Por Luiz Mauricio Azevedo
Doutor em Teoria e História Literária, editor-executivo do selo Figura de Linguagem
Uma das coisas mais difíceis que eu fiz na vida – e olha que eu fiz coisas realmente muito difíceis (vencer oito vezes o campeonato mundial de pilotos, no Super Mônaco GP II, em 1993, por exemplo) – foi reaprender a viver sob o manto do racismo brasileiro. Explico: em 2016, eu retornara de uma temporada de um ano de estudos nos Estados Unidos. Minha vida na América (que belo título de documentário, se alguém tiver o número da Petra Costa me chama inbox) se dividiu entre uma intensa vida intelectual e uma miserável vida de afetos, interrompidas apenas pelas gentilezas infinitas da dona Edla e de sua família afetuosa. Fora isso, eu gastava grande parte dos fins de semana ouvindo Dorival Caymmi, andando pelo Central Park. Parece bacana dito assim, mas depois de um certo tempo Nova York se torna também para os deslumbrados aquilo que é para todo o mundo: uma máquina de triturar presunções.
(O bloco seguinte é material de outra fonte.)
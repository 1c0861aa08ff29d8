//! Tracker configuration.

use thiserror::Error;

/// Speaker alias used for tracker whispers.
pub const DEFAULT_SPEAKER_ALIAS: &str = "Ammo Tracker";

/// Label of the recovery call-to-action.
pub const DEFAULT_RECOVER_LABEL: &str = "Recover Ammo";

/// Line separating items in the end-of-combat summary.
pub const DEFAULT_DIVIDER: &str = "---";

/// Errors from reading configuration.
#[derive(Debug, Error)]
pub enum ConfigError {
    #[error("Invalid fan-out mode '{0}', expected 'concurrent' or 'sequential'")]
    InvalidFanout(String),
}

/// How per-actor work is scheduled during a fan-out.
#[derive(Debug, Clone, Copy, PartialEq, Eq, Default)]
pub enum Fanout {
    /// All actors are processed at once.
    #[default]
    Concurrent,
    /// Actors are processed one after another, in tracking order.
    Sequential,
}

impl std::str::FromStr for Fanout {
    type Err = ConfigError;

    fn from_str(s: &str) -> Result<Self, Self::Err> {
        match s.trim().to_lowercase().as_str() {
            "concurrent" => Ok(Fanout::Concurrent),
            "sequential" => Ok(Fanout::Sequential),
            other => Err(ConfigError::InvalidFanout(other.to_string())),
        }
    }
}

/// Configuration for the ammo tracker.
#[derive(Debug, Clone, PartialEq, Eq)]
pub struct TrackerConfig {
    /// Alias tracker whispers are sent under.
    pub speaker_alias: String,

    /// Label of the "recover" action attached to spent-ammo summaries.
    pub recover_label: String,

    /// Divider between items in a spent-ammo summary.
    pub divider: String,

    /// Scheduling of per-actor work.
    pub fanout: Fanout,
}

impl Default for TrackerConfig {
    fn default() -> Self {
        Self {
            speaker_alias: DEFAULT_SPEAKER_ALIAS.to_string(),
            recover_label: DEFAULT_RECOVER_LABEL.to_string(),
            divider: DEFAULT_DIVIDER.to_string(),
            fanout: Fanout::default(),
        }
    }
}

impl TrackerConfig {
    pub fn new() -> Self {
        Self::default()
    }

    /// Build a config from `AMMO_TRACKER_*` environment variables.
    ///
    /// Unset variables keep their defaults.
    pub fn from_env() -> Result<Self, ConfigError> {
        let mut config = Self::default();

        if let Ok(alias) = std::env::var("AMMO_TRACKER_ALIAS") {
            config.speaker_alias = alias;
        }
        if let Ok(label) = std::env::var("AMMO_TRACKER_RECOVER_LABEL") {
            config.recover_label = label;
        }
        if let Ok(fanout) = std::env::var("AMMO_TRACKER_FANOUT") {
            config.fanout = fanout.parse()?;
        }

        Ok(config)
    }

    /// Set the speaker alias.
    pub fn with_speaker_alias(mut self, alias: impl Into<String>) -> Self {
        self.speaker_alias = alias.into();
        self
    }

    /// Set the recover action label.
    pub fn with_recover_label(mut self, label: impl Into<String>) -> Self {
        self.recover_label = label.into();
        self
    }

    /// Set the item divider.
    pub fn with_divider(mut self, divider: impl Into<String>) -> Self {
        self.divider = divider.into();
        self
    }

    /// Set the fan-out mode.
    pub fn with_fanout(mut self, fanout: Fanout) -> Self {
        self.fanout = fanout;
        self
    }
}
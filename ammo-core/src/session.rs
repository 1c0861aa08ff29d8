//! AmmoSession - the process-wide tracker lifecycle.
//!
//! The session is created empty, becomes ready when the host signals that
//! its data is loaded, and is closed on shutdown. Combat events are only
//! accepted while ready, so no event can race tracker construction.

use crate::chat::ChatAction;
use crate::config::TrackerConfig;
use crate::host::Host;
use crate::inventory::ActorId;
use crate::tracker::{
    ActorOutcome, EndCombatReport, GameAmmoTracker, RecoveryReport, SnapshotReport, TrackerError,
};
use std::sync::Arc;
use thiserror::Error;
use tracing::{info, warn};

/// Errors from AmmoSession operations.
#[derive(Debug, Error)]
pub enum SessionError {
    #[error("Ammo tracker is not ready, waiting for the host ready signal")]
    NotReady,

    #[error("Ammo tracker session is closed")]
    Closed,

    #[error("Tracker error: {0}")]
    Tracker(#[from] TrackerError),
}

/// Signals forwarded from the host platform.
#[derive(Debug, Clone, PartialEq, Eq)]
pub enum HostEvent {
    /// Host data is loaded; build the trackers.
    Ready,
    CombatStarted,
    CombatEnded,
    /// A user pressed the recover button for an actor.
    RecoverRequested { actor: ActorId },
    Shutdown,
}

impl From<&ChatAction> for HostEvent {
    fn from(action: &ChatAction) -> Self {
        match action {
            ChatAction::RecoverAmmo { actor, .. } => HostEvent::RecoverRequested { actor: *actor },
        }
    }
}

/// What handling an event produced.
#[derive(Debug)]
pub enum EventOutcome {
    Initialized { actors: usize, restored: usize },
    CombatStarted(Vec<ActorOutcome<SnapshotReport>>),
    CombatEnded(Vec<ActorOutcome<EndCombatReport>>),
    Recovered(RecoveryReport),
    Closed,
}

enum SessionState {
    Pending,
    Ready(GameAmmoTracker),
    Closed,
}

/// Binds host events to a [`GameAmmoTracker`].
pub struct AmmoSession {
    host: Arc<dyn Host>,
    config: TrackerConfig,
    actors: Option<Vec<ActorId>>,
    state: SessionState,
}

impl AmmoSession {
    /// Create a session that will track the players' characters.
    pub fn new(host: Arc<dyn Host>, config: TrackerConfig) -> Self {
        Self {
            host,
            config,
            actors: None,
            state: SessionState::Pending,
        }
    }

    /// Track an explicit set of actors instead of the players' characters.
    pub fn with_actors(mut self, actors: Vec<ActorId>) -> Self {
        self.actors = Some(actors);
        self
    }

    pub fn is_ready(&self) -> bool {
        matches!(self.state, SessionState::Ready(_))
    }

    pub fn is_closed(&self) -> bool {
        matches!(self.state, SessionState::Closed)
    }

    /// The tracker, once the session is ready.
    pub fn tracker(&self) -> Result<&GameAmmoTracker, SessionError> {
        match &self.state {
            SessionState::Ready(tracker) => Ok(tracker),
            SessionState::Pending => Err(SessionError::NotReady),
            SessionState::Closed => Err(SessionError::Closed),
        }
    }

    /// Build the trackers and restore any encounter persisted in item flags.
    ///
    /// Calling this again on a ready session rebuilds the trackers.
    pub async fn initialize(&mut self) -> Result<EventOutcome, SessionError> {
        if self.is_closed() {
            return Err(SessionError::Closed);
        }

        let tracker = match &self.actors {
            Some(actors) => {
                GameAmmoTracker::new(self.host.clone(), actors.iter().copied(), self.config.clone())
            }
            None => GameAmmoTracker::from_players(self.host.clone(), self.config.clone()).await?,
        };

        let restored = tracker
            .restore()
            .await
            .into_iter()
            .filter_map(|outcome| outcome.result.ok())
            .sum::<usize>();
        let actors = tracker.actors().len();
        info!(actors, restored, "Ammo tracker ready");

        self.state = SessionState::Ready(tracker);
        Ok(EventOutcome::Initialized { actors, restored })
    }

    /// Drop the trackers. Later events are rejected.
    pub fn shutdown(&mut self) {
        if !self.is_closed() {
            info!("Ammo tracker shut down");
        }
        self.state = SessionState::Closed;
    }

    /// Route a host event.
    pub async fn handle(&mut self, event: HostEvent) -> Result<EventOutcome, SessionError> {
        let result = self.dispatch(event).await;
        if let Err(error) = &result {
            warn!(error = %error, "Ammo tracker event rejected");
        }
        result
    }

    async fn dispatch(&mut self, event: HostEvent) -> Result<EventOutcome, SessionError> {
        match event {
            HostEvent::Ready => self.initialize().await,
            HostEvent::CombatStarted => Ok(EventOutcome::CombatStarted(
                self.tracker()?.start_combat().await,
            )),
            HostEvent::CombatEnded => Ok(EventOutcome::CombatEnded(
                self.tracker()?.end_combat().await,
            )),
            HostEvent::RecoverRequested { actor } => Ok(EventOutcome::Recovered(
                self.tracker()?.recover_ammo(actor).await?,
            )),
            HostEvent::Shutdown => {
                self.shutdown();
                Ok(EventOutcome::Closed)
            }
        }
    }
}
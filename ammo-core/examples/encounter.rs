//! Walk a two-archer party through one encounter.
//!
//! Run with: `RUST_LOG=ammo_core=debug cargo run -p ammo-core --example encounter`

use ammo_core::{AmmoSession, HostEvent, InMemoryHost, InventoryItem, TrackerConfig};
use std::sync::Arc;

#[tokio::main]
async fn main() -> Result<(), Box<dyn std::error::Error>> {
    dotenvy::dotenv().ok();
    tracing_subscriber::fmt()
        .with_env_filter(tracing_subscriber::EnvFilter::from_default_env())
        .init();

    println!("=== Ammo Tracker Encounter ===\n");

    let host = Arc::new(InMemoryHost::new());
    let (_, legolas) = host.add_player("alice", "Legolas");
    let arrows = host.add_item(legolas, InventoryItem::ammo("Arrows", 20));
    let (_, gimli) = host.add_player("bob", "Gimli");
    let axes = host.add_item(gimli, InventoryItem::ammo("Throwing Axes", 6));

    let mut session = AmmoSession::new(host.clone(), TrackerConfig::from_env()?);
    session.handle(HostEvent::Ready).await?;

    println!("1. Combat starts");
    session.handle(HostEvent::CombatStarted).await?;

    println!("2. Legolas looses 7 arrows, Gimli throws 3 axes");
    host.spend(arrows, 7);
    host.spend(axes, 3);

    println!("3. Combat ends\n");
    session.handle(HostEvent::CombatEnded).await?;
    for message in host.take_messages() {
        println!("{message}");
    }

    println!("4. Legolas recovers ammo\n");
    session
        .handle(HostEvent::RecoverRequested { actor: legolas })
        .await?;
    session
        .handle(HostEvent::RecoverRequested { actor: legolas })
        .await?;
    for message in host.take_messages() {
        println!("{message}");
    }

    println!(
        "Arrows: {:?}, Throwing Axes: {:?}",
        host.quantity(arrows),
        host.quantity(axes)
    );

    session.handle(HostEvent::Shutdown).await?;
    Ok(())
}
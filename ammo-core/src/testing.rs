//! Testing utilities for the ammo tracker.
//!
//! This module provides tools for integration testing:
//! - `TestHarness` for scripted encounters against an [`InMemoryHost`]
//! - Assertion helpers for verifying quantities, flags, and chat output

use crate::chat::ChatMessage;
use crate::config::TrackerConfig;
use crate::flags::FlagKey;
use crate::host::Host;
use crate::inventory::{ActorId, InventoryItem, ItemId};
use crate::memory::InMemoryHost;
use crate::tracker::{ActorAmmoTracker, GameAmmoTracker};
use std::sync::Arc;

/// Test harness for running ammo scenarios.
pub struct TestHarness {
    /// The in-memory host everything runs against.
    pub host: Arc<InMemoryHost>,
    /// Config handed to trackers built by the harness.
    pub config: TrackerConfig,
}

impl TestHarness {
    /// Create an empty world with the default config.
    pub fn new() -> Self {
        Self::with_config(TrackerConfig::default())
    }

    pub fn with_config(config: TrackerConfig) -> Self {
        Self {
            host: Arc::new(InMemoryHost::new()),
            config,
        }
    }

    /// Add a player character carrying one stack of ammunition.
    pub fn add_archer(&self, name: &str, ammo: &str, quantity: u32) -> (ActorId, ItemId) {
        let player = format!("{}'s player", name);
        let (_, actor) = self.host.add_player(player, name);
        let item = self.host.add_item(actor, InventoryItem::ammo(ammo, quantity));
        (actor, item)
    }

    /// Give an existing actor another item.
    pub fn give(&self, actor: ActorId, item: InventoryItem) -> ItemId {
        self.host.add_item(actor, item)
    }

    /// Fire `amount` rounds of an item.
    pub fn shoot(&self, item: ItemId, amount: u32) -> u32 {
        self.host.spend(item, amount)
    }

    /// The host as the trait object trackers hold.
    pub fn shared_host(&self) -> Arc<dyn Host> {
        self.host.clone()
    }

    /// A standalone tracker for one actor.
    pub fn actor_tracker(&self, actor: ActorId) -> ActorAmmoTracker {
        ActorAmmoTracker::new(actor, self.shared_host(), Arc::new(self.config.clone()))
    }

    /// A game tracker over an explicit actor list.
    pub fn game_tracker(&self, actors: impl IntoIterator<Item = ActorId>) -> GameAmmoTracker {
        GameAmmoTracker::new(self.shared_host(), actors, self.config.clone())
    }

    pub fn quantity(&self, item: ItemId) -> Option<u32> {
        self.host.quantity(item)
    }

    /// Stored `(start, end)` flags for an item.
    pub fn flags(&self, item: ItemId) -> (Option<u32>, Option<u32>) {
        (
            self.host.flag(item, FlagKey::StartQuantity),
            self.host.flag(item, FlagKey::EndQuantity),
        )
    }

    /// Drain delivered chat messages.
    pub fn take_messages(&self) -> Vec<ChatMessage> {
        self.host.take_messages()
    }

    /// Content of the most recent chat message.
    pub fn last_message(&self) -> Option<String> {
        self.host.messages().last().map(ChatMessage::content)
    }
}

impl Default for TestHarness {
    fn default() -> Self {
        Self::new()
    }
}

// ============================================================================
// Assertion Helpers
// ============================================================================

/// Assert an item's current quantity.
#[track_caller]
pub fn assert_quantity(harness: &TestHarness, item: ItemId, expected: u32) {
    let actual = harness.quantity(item);
    assert_eq!(
        actual,
        Some(expected),
        "Expected quantity {expected}, got {actual:?}"
    );
}

/// Assert an item's stored start and end flags.
#[track_caller]
pub fn assert_flags(harness: &TestHarness, item: ItemId, start: u32, end: u32) {
    let actual = harness.flags(item);
    assert_eq!(
        actual,
        (Some(start), Some(end)),
        "Expected flags start={start} end={end}, got {actual:?}"
    );
}

/// Assert the most recent chat message contains `text`.
#[track_caller]
pub fn assert_last_message_contains(harness: &TestHarness, text: &str) {
    let last = harness.last_message();
    assert!(
        last.as_deref().is_some_and(|m| m.contains(text)),
        "Expected last message to contain '{text}', got {last:?}"
    );
}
Eu sentia muita saudade da Bahia, embora nunca tenha colocado meus pés lá. Casa é uma construção mental, não um lugar. De qualquer forma, essa era uma questão emocional. Do ponto de vista racial, com exceção de uma situação difícil em um bar, durante uma partida de hockey, e de um sujeito desequilibrado que encontrei no Soho, numa manhã de sábado, a vida em Nova York era estranhamente tranquila. Não havia piadas. Não havia constrangimentos.
O politicamente correto construíra uma bolha ao redor de mim, e eu andava por aí sob proteção dela. Ademais, havia a representatividade: em todo lugar havia um negro. Tive um ortopedista negro. Tive um gerente de banco negro. O cara que me vendia a New Yorker era negro. O presidente era negro. Tive 12 colegas negros que estudavam Adorno, Arendt, West, Beauvoir, Jameson, o que fosse. Nenhum controle de tema, nenhuma tutela de ambição. E por lá eu não era o aluno negro. Eu era apenas um aluno negro. Não havia milagre étnico. Quanto mais numerosos eram meus pares, maior ficava a evidência de minha singularidade. Era o capital contra mim. E não eu contra a serra gaúcha.
Foi por isso que, quando retornei ao Brasil, já não cabia mais na moldura curta da pedagogia racial brasileira. Talvez tenham sido os sanduíches do Katz’s, talvez tenha sido a comutação diária Newark-Nova York. Talvez tenha sido o Spike Lee. Eu não sei. Só sei que foi muito difícil voltar a ser negro por aqui.
Foi duro reaprender velhas tecnologias negras de resistência à subalternia e ao mandonismo-branco-brasileiro. Felizmente, isso foi lá em 2016. Agora está tudo bem mais fácil, afinal, os brancos do Brasil descobriram, na brilhante entrevista de Silvio de Almeida, no Roda Vida, que o racismo é estrutural. Agora eles repetem por aí essa expressão, como uma espécie de senha de civilidade. Parecem um tio meu que, na década de 1980, achava que fazer frases com a palavra overnight dava a ele certa dignidade. Ele nunca soube ao certo o significado do termo. Na época, não havia Monica de Bolle no mundo disposta a explicar.
Os brancos construíram um sistema econômico no qual a mobilidade social é reduzida. Fizeram isso com o objetivo de reviver os elementos de sustentação de um regime escravocrata.
Meu tio já morreu. Trabalhou desde os oito anos de idade. No fim da vida, já com um tumor do tamanho de uma laranja no intestino, teve que pedir dinheiro emprestado para comprar um pijama. Minha tia me disse que ele nasceu e morreu pobre porque era negro. E negros sempre foram e sempre serão pobres. Eu disse a ela que o tio morreu pobre porque no Brasil os brancos construíram um sistema econômico no qual a mobilidade social é bastante reduzida. E que fizeram isso com o único objetivo sádico de reviver – seja pela leitura de Monteiro Lobato, seja pagando aos negros um salário de fome – os elementos culturais de sustentação de um regime escravocrata. Ela me recomendou rezar.
Semana passada, encontrei um ex-colega de faculdade. Ele demonstrou preocupação com a situação brasileira e alertou que, se não tomarmos cuidado, o Brasil virará um lugar tão chato quanto os Estados Unidos, onde o politicamente correto infectou tudo. Torço para que nesse novo Brasil tenha negros em todos os postos de comando; e cineastas brancos como Martin Scorsese.